Fast forward to week before Thanksgiving '11. I had joined motorcycle club and was texting her from a few hours away. Was with my brother, his kid and my 2 sons. We started going up every Sunday back in October. Asked her if she thought she could ever give me what I need. She replied she honestly didn't know. I freaked. As we got closer to home said she was going over friends when I got back. I was watching tv in bed when she came in. Said she'd been to a lawyer and wanted a divorce. Said she went cause she feared what my family might do. She is from England and says she has no one. We had big drama fallout with my Mom and middle brother and his wife. My little brother hasn't spoken to our Mom since. She told me all about alimony and child support. Said I will have to go live with my mother. She sleeps on couch that night. Next day I write big email begging not to do this. She says she is done. Tells me to sleep on couch. I join Match.com. Screw her. I can find someone else. I deserve someone else. Agree I will stay until after Christmas as to not have kids upset at holidays. Christmas was ok. New Years Eve after hair appointment she comes home a brunette. Was natural blonde. We don't talk at neighbors New Years party. As weekend I was supposed to leave approaches she suggests I stay and she will cook and do laundry etc. I say ok. Can we please try together to work this out? She says she tried. I repeat that we never tried together. She goes kickboxing every night when I get home. Starts going out with kickboxing girls couple nights a week after class. Starts sleeping over different friends houses Friday or Saturday nights. Don't think she is with OM. Says I have to go we need to talk to kids. Different things keep preventing us. Finally April 1 after dinner I asked about getting a movie or something and she drops bomb "no we are talking to kids." Sit in living room. She wants me to sit next to her. Says to kids they are aware thing have been not good. Says things have to change. Then looks at me to tell them. I say I am going to Grandma's. They get upset. She says stoned faced, "Things will be exactly the same except Dad and I aren't together anymore."


----------



## turnera (Jan 22, 2010)

You should never have left your home. SHE wants out, SHE can find her new life on her own, on a BUDGET. The kids stay with her. This entire thing, she was waiting for you to man up and lead your family and you did the exact opposite. You turned into a whiny, wringing-hands wimp - which only made her despise you more. Women HATE whiny men; goes back to caveman days - they only pick the strong men. 

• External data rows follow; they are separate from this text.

use criterion::{black_box, criterion_group, criterion_main, Criterion};
use ndarray::Array1;
use ndarray_rand::rand_distr::Uniform;
use ndarray_rand::RandomExt;

use vtk_readers::TimeCursor;

fn cursor(n: usize) -> (TimeCursor, Vec<f64>) {
    let mut values: Vec<f64> = Array1::random(n, Uniform::new(0., 1000.)).to_vec();
    values.sort_by(|a, b| a.total_cmp(b));
    values.dedup();

    let requests = values.iter().step_by(7).map(|v| v * (1.0 + 1e-9)).collect();
    (TimeCursor::new(values), requests)
}

fn time_lookup_bench(c: &mut Criterion) {
    for n in [100, 10_000] {
        let (cursor, requests) = cursor(n);
        c.bench_function(&format!("resolve time {n}"), |b| {
            b.iter(|| {
                requests
                    .iter()
                    .filter_map(|r| cursor.resolve(black_box(*r)).ok())
                    .sum::<usize>()
            })
        });
    }
}

criterion_group!(benches, time_lookup_bench);
criterion_main!(benches);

Move back home, tell her she can sleep on the couch if she doesn't like sleeping next to you. Do it this weekend. If you can't even do that much, you may as well just sign the papers.

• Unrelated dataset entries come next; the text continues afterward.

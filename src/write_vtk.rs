use crate::mesh::CellArray;
use crate::prelude::*;

use quick_xml::events::{BytesDecl, BytesEnd, BytesStart, BytesText, Event};
use quick_xml::writer::Writer;

use std::fs::File;
use std::io::{BufWriter, Write};

#[derive(Debug, Clone, Copy, PartialEq, Eq, Default)]
/// the encoding to use when writing an inline `DataArray`
pub enum Encoding {
    Ascii,
    #[default]
    Base64,
}

impl Encoding {
    fn vtk_name(&self) -> &'static str {
        match self {
            Self::Ascii => "ascii",
            Self::Base64 => "binary",
        }
    }
}

fn start<W: Write>(writer: &mut Writer<W>, name: &str, attributes: &[(&str, &str)]) -> Result<(), Error> {
    let element = BytesStart::new(name).with_attributes(attributes.iter().copied());
    writer.write_event(Event::Start(element))?;
    Ok(())
}

fn empty<W: Write>(writer: &mut Writer<W>, name: &str, attributes: &[(&str, &str)]) -> Result<(), Error> {
    let element = BytesStart::new(name).with_attributes(attributes.iter().copied());
    writer.write_event(Event::Empty(element))?;
    Ok(())
}

fn end<W: Write>(writer: &mut Writer<W>, name: &str) -> Result<(), Error> {
    writer.write_event(Event::End(BytesEnd::new(name)))?;
    Ok(())
}

/// Encode values as the text of a `DataArray`. Binary data is a single base64 stream
/// holding a `UInt64` byte count followed by the little endian values.
fn encode_values<I: Iterator<Item = f64>>(scalar_type: ScalarType, values: I, encoding: Encoding) -> String {
    match encoding {
        Encoding::Ascii => {
            let mut buffer = ryu::Buffer::new();
            values
                .map(|value| scalar_type.format_ascii(value, &mut buffer))
                .collect::<Vec<_>>()
                .join(" ")
        }
        Encoding::Base64 => {
            let mut body = Vec::new();
            values.for_each(|value| scalar_type.encode(value, &mut body));

            let mut bytes = Vec::with_capacity(body.len() + 8);
            bytes.extend((body.len() as u64).to_le_bytes());
            bytes.extend(body);
            base64::encode(bytes)
        }
    }
}

fn write_values<W: Write, I: Iterator<Item = f64>>(
    writer: &mut Writer<W>,
    name: &str,
    scalar_type: ScalarType,
    components: usize,
    values: I,
    encoding: Encoding,
    extra: &[(&str, &str)],
) -> Result<(), Error> {
    let components = components.to_string();
    let mut attributes = vec![
        ("type", scalar_type.vtk_name()),
        ("Name", name),
        ("NumberOfComponents", components.as_str()),
        ("format", encoding.vtk_name()),
    ];
    attributes.extend_from_slice(extra);

    start(writer, "DataArray", &attributes)?;
    let text = encode_values(scalar_type, values, encoding);
    writer.write_event(Event::Text(BytesText::new(&text)))?;
    end(writer, "DataArray")
}

fn write_array<W: Write>(writer: &mut Writer<W>, array: &DataArray, encoding: Encoding) -> Result<(), Error> {
    write_values(
        writer,
        &array.name,
        array.scalar_type,
        array.components(),
        array.iter(),
        encoding,
        &[],
    )
}

fn write_attributes<W: Write>(
    writer: &mut Writer<W>,
    section: &str,
    attributes: &Attributes,
    encoding: Encoding,
) -> Result<(), Error> {
    start(writer, section, &[])?;
    for array in attributes {
        write_array(writer, array, encoding)?;
    }
    end(writer, section)
}

fn write_field_data<W: Write>(writer: &mut Writer<W>, field_data: &Attributes, encoding: Encoding) -> Result<(), Error> {
    if field_data.is_empty() {
        return Ok(());
    }

    start(writer, "FieldData", &[])?;
    for array in field_data {
        let tuples = array.tuples().to_string();
        write_values(
            writer,
            &array.name,
            array.scalar_type,
            array.components(),
            array.iter(),
            encoding,
            &[("NumberOfTuples", tuples.as_str())],
        )?;
    }
    end(writer, "FieldData")
}

fn write_points<W: Write>(writer: &mut Writer<W>, points: &Array2<f64>, encoding: Encoding) -> Result<(), Error> {
    start(writer, "Points", &[])?;
    write_values(
        writer,
        "Points",
        ScalarType::Float64,
        3,
        points.iter().copied(),
        encoding,
        &[],
    )?;
    end(writer, "Points")
}

/// a `Cells`, `Verts`, `Lines`, `Strips` or `Polys` section
fn write_cells<W: Write>(
    writer: &mut Writer<W>,
    section: &str,
    cells: &CellArray,
    cell_types: Option<&[u8]>,
    encoding: Encoding,
) -> Result<(), Error> {
    start(writer, section, &[])?;

    write_values(
        writer,
        "connectivity",
        ScalarType::Int64,
        1,
        cells.connectivity.iter().map(|v| *v as f64),
        encoding,
        &[],
    )?;
    write_values(
        writer,
        "offsets",
        ScalarType::Int64,
        1,
        cells.offsets.iter().map(|v| *v as f64),
        encoding,
        &[],
    )?;

    if let Some(types) = cell_types {
        write_values(
            writer,
            "types",
            ScalarType::UInt8,
            1,
            types.iter().map(|t| *t as f64),
            encoding,
            &[],
        )?;
    }

    end(writer, section)
}

fn format_triple(values: &[f64; 3]) -> String {
    let mut buffer = ryu::Buffer::new();
    values
        .iter()
        .map(|v| buffer.format(*v).to_string())
        .collect::<Vec<_>>()
        .join(" ")
}

/// Write a mesh as a serial VTK XML document to a `Writer`
///
/// Every array is written inline in the requested encoding, so the output can be read
/// back by [`parse::read_mesh`](crate::parse::read_mesh) into an equal mesh.
pub fn write_vtk<W: Write>(writer: W, mesh: &Mesh, encoding: Encoding) -> Result<(), Error> {
    let mut writer = Writer::new_with_indent(writer, b' ', 2);
    writer.write_event(Event::Decl(BytesDecl::new("1.0", None, None)))?;

    let kind = mesh.geometry.vtk_type();
    start(
        &mut writer,
        "VTKFile",
        &[
            ("type", kind),
            ("version", "1.0"),
            ("byte_order", "LittleEndian"),
            ("header_type", "UInt64"),
        ],
    )?;

    let extent = mesh.geometry.extent().map(|e| e.to_span_string());
    let extent = extent.as_deref().unwrap_or_default();

    match &mesh.geometry {
        Geometry::ImageData { origin, spacing, .. } => {
            let origin = format_triple(origin);
            let spacing = format_triple(spacing);
            start(
                &mut writer,
                kind,
                &[
                    ("WholeExtent", extent),
                    ("Origin", origin.as_str()),
                    ("Spacing", spacing.as_str()),
                ],
            )?;
        }
        Geometry::RectilinearGrid { .. } | Geometry::StructuredGrid { .. } => {
            start(&mut writer, kind, &[("WholeExtent", extent)])?;
        }
        Geometry::UnstructuredGrid { .. } | Geometry::PolyData { .. } => start(&mut writer, kind, &[])?,
    }

    write_field_data(&mut writer, &mesh.field_data, encoding)?;

    let n_points = mesh.n_points().to_string();
    let n_cells = mesh.n_cells().to_string();

    match &mesh.geometry {
        Geometry::ImageData { .. } => {
            start(&mut writer, "Piece", &[("Extent", extent)])?;
        }
        Geometry::RectilinearGrid { x, y, z, .. } => {
            start(&mut writer, "Piece", &[("Extent", extent)])?;
            start(&mut writer, "Coordinates", &[])?;
            for (name, axis) in [("x", x), ("y", y), ("z", z)] {
                write_values(&mut writer, name, ScalarType::Float64, 1, axis.iter().copied(), encoding, &[])?;
            }
            end(&mut writer, "Coordinates")?;
        }
        Geometry::StructuredGrid { points, .. } => {
            start(&mut writer, "Piece", &[("Extent", extent)])?;
            write_points(&mut writer, points, encoding)?;
        }
        Geometry::UnstructuredGrid {
            points,
            cells,
            cell_types,
        } => {
            start(
                &mut writer,
                "Piece",
                &[("NumberOfPoints", n_points.as_str()), ("NumberOfCells", n_cells.as_str())],
            )?;
            write_points(&mut writer, points, encoding)?;
            write_cells(&mut writer, "Cells", cells, Some(cell_types), encoding)?;
        }
        Geometry::PolyData {
            points,
            verts,
            lines,
            strips,
            polys,
        } => {
            let counts = [verts, lines, strips, polys].map(|c| c.len().to_string());
            start(
                &mut writer,
                "Piece",
                &[
                    ("NumberOfPoints", n_points.as_str()),
                    ("NumberOfVerts", counts[0].as_str()),
                    ("NumberOfLines", counts[1].as_str()),
                    ("NumberOfStrips", counts[2].as_str()),
                    ("NumberOfPolys", counts[3].as_str()),
                ],
            )?;
            write_points(&mut writer, points, encoding)?;
            for (section, cells) in [("Verts", verts), ("Lines", lines), ("Strips", strips), ("Polys", polys)] {
                write_cells(&mut writer, section, cells, None, encoding)?;
            }
        }
    }

    write_attributes(&mut writer, "PointData", &mesh.point_data, encoding)?;
    write_attributes(&mut writer, "CellData", &mesh.cell_data, encoding)?;

    end(&mut writer, "Piece")?;
    end(&mut writer, kind)?;
    end(&mut writer, "VTKFile")?;

    Ok(())
}

fn save_mesh(path: &Path, mesh: &Mesh, encoding: Encoding) -> Result<(), Error> {
    let mut file = BufWriter::new(File::create(path)?);
    write_vtk(&mut file, mesh, encoding)?;
    file.flush()?;
    Ok(())
}

fn block_attributes<'a>(index: &'a str, name: Option<&'a str>) -> Vec<(&'a str, &'a str)> {
    let mut attributes = vec![("index", index)];
    if let Some(name) = name {
        attributes.push(("name", name));
    }
    attributes
}

fn write_blocks<W: Write>(
    writer: &mut Writer<W>,
    blocks: &MultiBlock,
    stem: &str,
    leaf_directory: &Path,
    encoding: Encoding,
    written: &mut usize,
) -> Result<(), Error> {
    for (index, block) in blocks.iter().enumerate() {
        let index = index.to_string();

        match &block.data {
            Dataset::Mesh(mesh) => {
                let file_name = format!("{stem}_{written}.{}", mesh.geometry.extension());
                save_mesh(&leaf_directory.join(&file_name), mesh, encoding)?;
                *written += 1;

                let relative = format!("{stem}/{file_name}");
                let mut attributes = block_attributes(&index, block.name.as_deref());
                attributes.push(("file", relative.as_str()));
                empty(writer, "DataSet", &attributes)?;
            }
            Dataset::MultiBlock(inner) => {
                start(writer, "Block", &block_attributes(&index, block.name.as_deref()))?;
                write_blocks(writer, inner, stem, leaf_directory, encoding, written)?;
                end(writer, "Block")?;
            }
        }
    }

    Ok(())
}

/// Write a `.vtm` index at `path`, and every leaf mesh into
/// `<stem>/<stem>_<n>.<ext>` next to it, numbered depth first.
pub fn write_multiblock<P: AsRef<Path>>(path: P, blocks: &MultiBlock, encoding: Encoding) -> Result<(), Error> {
    let path = path.as_ref();
    let stem = path
        .file_stem()
        .and_then(|s| s.to_str())
        .ok_or_else(|| Error::unsupported(path, "path has no file stem"))?
        .to_string();

    let leaf_directory = path.parent().unwrap_or_else(|| Path::new("")).join(&stem);
    std::fs::create_dir_all(&leaf_directory)?;

    let mut writer = Writer::new_with_indent(BufWriter::new(File::create(path)?), b' ', 2);
    writer.write_event(Event::Decl(BytesDecl::new("1.0", None, None)))?;
    start(
        &mut writer,
        "VTKFile",
        &[
            ("type", "vtkMultiBlockDataSet"),
            ("version", "1.0"),
            ("byte_order", "LittleEndian"),
            ("header_type", "UInt64"),
        ],
    )?;
    start(&mut writer, "vtkMultiBlockDataSet", &[])?;

    let mut written = 0;
    write_blocks(&mut writer, blocks, &stem, &leaf_directory, encoding, &mut written)?;

    end(&mut writer, "vtkMultiBlockDataSet")?;
    end(&mut writer, "VTKFile")?;
    writer.into_inner().flush()?;

    tracing::debug!(path = %path.display(), leaves = written, "wrote multiblock index");
    Ok(())
}

/// Save a dataset, choosing the format from the dataset: a mesh is written as the
/// serial format of its geometry and a multi-block collection as a `.vtm` index.
/// The suffix of `path` must match, otherwise [`Error::UnsupportedFormat`] is
/// returned and nothing is written.
pub fn save<P: AsRef<Path>>(path: P, dataset: &Dataset, encoding: Encoding) -> Result<(), Error> {
    let path = path.as_ref();

    let expected = match dataset {
        Dataset::Mesh(mesh) => mesh.geometry.extension(),
        Dataset::MultiBlock(_) => "vtm",
    };

    let extension = path
        .extension()
        .and_then(|e| e.to_str())
        .map(|e| e.to_ascii_lowercase());

    if extension.as_deref() != Some(expected) {
        return Err(Error::unsupported(
            path,
            format!("this dataset must be saved with the `.{expected}` suffix"),
        ));
    }

    match dataset {
        Dataset::Mesh(mesh) => save_mesh(path, mesh, encoding)?,
        Dataset::MultiBlock(blocks) => write_multiblock(path, blocks, encoding)?,
    }

    tracing::debug!(path = %path.display(), "saved dataset");
    Ok(())
}

#[cfg(test)]
mod tests {
    use super::*;
    use crate::mesh::Extent;

    fn image() -> Mesh {
        let mut mesh = Mesh::new(Geometry::ImageData {
            extent: Extent::new(2, 2, 1),
            origin: [0.0, 0.0, 0.0],
            spacing: [0.5, 0.5, 1.0],
        });
        mesh.point_data
            .insert(DataArray::scalars("height", vec![0.0, 1.5, 2.0, -1.0]));
        mesh
    }

    #[test]
    fn ascii_output() {
        let mut output = Vec::new();
        write_vtk(&mut output, &image(), Encoding::Ascii).unwrap();
        let text = String::from_utf8(output).unwrap();

        assert!(text.starts_with("<?xml version=\"1.0\"?>"));
        assert!(text.contains(r#"<VTKFile type="ImageData" version="1.0" byte_order="LittleEndian" header_type="UInt64">"#));
        assert!(text.contains(r#"WholeExtent="0 1 0 1 0 0""#));
        assert!(text.contains(r#"Spacing="0.5 0.5 1.0""#));
        assert!(text.contains("0.0 1.5 2.0 -1.0"));
    }

    #[test]
    fn base64_header_counts_bytes() {
        let encoded = encode_values(ScalarType::Float32, [1.0, 2.0].into_iter(), Encoding::Base64);
        let decoded = base64::decode(encoded).unwrap();

        assert_eq!(u64::from_le_bytes(decoded[..8].try_into().unwrap()), 8);
        assert_eq!(&decoded[8..12], 1.0f32.to_le_bytes().as_slice());
    }

    #[test]
    fn suffix_must_match() {
        let dir = tempfile::tempdir().unwrap();
        let path = dir.path().join("image.vtu");

        let err = save(&path, &Dataset::Mesh(image()), Encoding::Ascii).unwrap_err();
        assert!(matches!(err, Error::UnsupportedFormat { .. }));
        assert!(!path.exists());
    }
}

Oh and read No More Mr Nice Guy, today!


----------



## alphaomega (Nov 7, 2010)

Ok. A few things.

Your wining is driving her away. Stop whining. Search the Internet for the marriage 180 from divorce busters and read it.

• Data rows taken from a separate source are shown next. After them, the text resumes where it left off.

use crate::prelude::*;

#[derive(Debug, Clone, PartialEq, From)]
/// The result of a [`Reader::read`](crate::Reader::read) call.
///
/// A `Dataset` is either a single [`Mesh`] or an ordered [`MultiBlock`] collection of
/// further datasets. Every read constructs a fresh value owned by the caller.
pub enum Dataset {
    Mesh(Mesh),
    MultiBlock(MultiBlock),
}

impl Dataset {
    /// total number of points, summed over every leaf of a multi-block
    pub fn n_points(&self) -> usize {
        match self {
            Self::Mesh(mesh) => mesh.n_points(),
            Self::MultiBlock(blocks) => blocks.iter().map(|b| b.data.n_points()).sum(),
        }
    }

    /// total number of cells, summed over every leaf of a multi-block
    pub fn n_cells(&self) -> usize {
        match self {
            Self::Mesh(mesh) => mesh.n_cells(),
            Self::MultiBlock(blocks) => blocks.iter().map(|b| b.data.n_cells()).sum(),
        }
    }

    pub fn as_mesh(&self) -> Option<&Mesh> {
        match self {
            Self::Mesh(mesh) => Some(mesh),
            Self::MultiBlock(_) => None,
        }
    }

    pub fn as_multi_block(&self) -> Option<&MultiBlock> {
        match self {
            Self::Mesh(_) => None,
            Self::MultiBlock(blocks) => Some(blocks),
        }
    }

    pub fn into_mesh(self) -> Option<Mesh> {
        match self {
            Self::Mesh(mesh) => Some(mesh),
            Self::MultiBlock(_) => None,
        }
    }

    pub fn into_multi_block(self) -> Option<MultiBlock> {
        match self {
            Self::Mesh(_) => None,
            Self::MultiBlock(blocks) => Some(blocks),
        }
    }

    pub fn is_multi_block(&self) -> bool {
        matches!(self, Self::MultiBlock(_))
    }
}

#[derive(Debug, Clone, PartialEq, Constructor)]
/// A single child of a [`MultiBlock`], optionally named
pub struct Block {
    pub name: Option<String>,
    pub data: Dataset,
}

#[derive(Debug, Clone, Default, PartialEq)]
/// Ordered, indexable collection of child datasets
pub struct MultiBlock {
    blocks: Vec<Block>,
}

impl MultiBlock {
    pub fn new() -> Self {
        Self::default()
    }

    pub fn len(&self) -> usize {
        self.blocks.len()
    }

    pub fn is_empty(&self) -> bool {
        self.blocks.is_empty()
    }

    pub fn push<T: Into<String>, D: Into<Dataset>>(&mut self, name: Option<T>, data: D) {
        self.blocks.push(Block {
            name: name.map(Into::into),
            data: data.into(),
        });
    }

    pub fn get(&self, index: usize) -> Option<&Dataset> {
        self.blocks.get(index).map(|b| &b.data)
    }

    /// first block carrying `name`
    pub fn get_by_name(&self, name: &str) -> Option<&Dataset> {
        self.blocks
            .iter()
            .find(|b| b.name.as_deref() == Some(name))
            .map(|b| &b.data)
    }

    /// block names in order, `None` for unnamed blocks
    pub fn keys(&self) -> Vec<Option<&str>> {
        self.blocks.iter().map(|b| b.name.as_deref()).collect()
    }

    pub fn iter(&self) -> std::slice::Iter<'_, Block> {
        self.blocks.iter()
    }

    /// every leaf mesh, depth first
    pub fn leaves(&self) -> Vec<&Mesh> {
        let mut out = Vec::new();
        for block in &self.blocks {
            match &block.data {
                Dataset::Mesh(mesh) => out.push(mesh),
                Dataset::MultiBlock(inner) => out.extend(inner.leaves()),
            }
        }
        out
    }
}

impl FromIterator<Block> for MultiBlock {
    fn from_iter<I: IntoIterator<Item = Block>>(iter: I) -> Self {
        Self {
            blocks: iter.into_iter().collect(),
        }
    }
}

impl IntoIterator for MultiBlock {
    type Item = Block;
    type IntoIter = std::vec::IntoIter<Block>;

    fn into_iter(self) -> Self::IntoIter {
        self.blocks.into_iter()
    }
}

impl<'a> IntoIterator for &'a MultiBlock {
    type Item = &'a Block;
    type IntoIter = std::slice::Iter<'a, Block>;

    fn into_iter(self) -> Self::IntoIter {
        self.blocks.iter()
    }
}

impl std::ops::Index<usize> for MultiBlock {
    type Output = Dataset;

    fn index(&self, index: usize) -> &Self::Output {
        &self.blocks[index].data
    }
}

impl std::ops::Index<&str> for MultiBlock {
    type Output = Dataset;

    fn index(&self, name: &str) -> &Self::Output {
        match self.get_by_name(name) {
            Some(data) => data,
            None => panic!("no block named `{name}`"),
        }
    }
}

Go to marriedmansexlife.com and read up on that. Even buy his book. It's really insightful.

Go get the book no more mr nice guy and read it. 

Go to the men's forum on this site and read up on manning up 

Do a search for "walk away wife syndrome". 

Read "hold onto your n.u.t.s". 

All ths reading is going to give you insight.

So...why did you have to leave the house? I agree if she wants a divorce you should tell her to find a place. You want to stay because you are the one wanting to keep the family together.

I don't understand why an affair isn't your concern right now. Why is that? I have to tell you...all the signs are definitely there. Ignoring that possibility isn't going to make it magically not be true. And if it is an affair...you will never be able to fix your marriage if you ignore it. That's the first thing that has to be resolved before you can even consider moving forward with coming to a resolution of some sort with your wife.

Oh. And stop whining and begging.. With all respect...even reading all that begging you did churned my stomach. Theis is definitely a turn off to women.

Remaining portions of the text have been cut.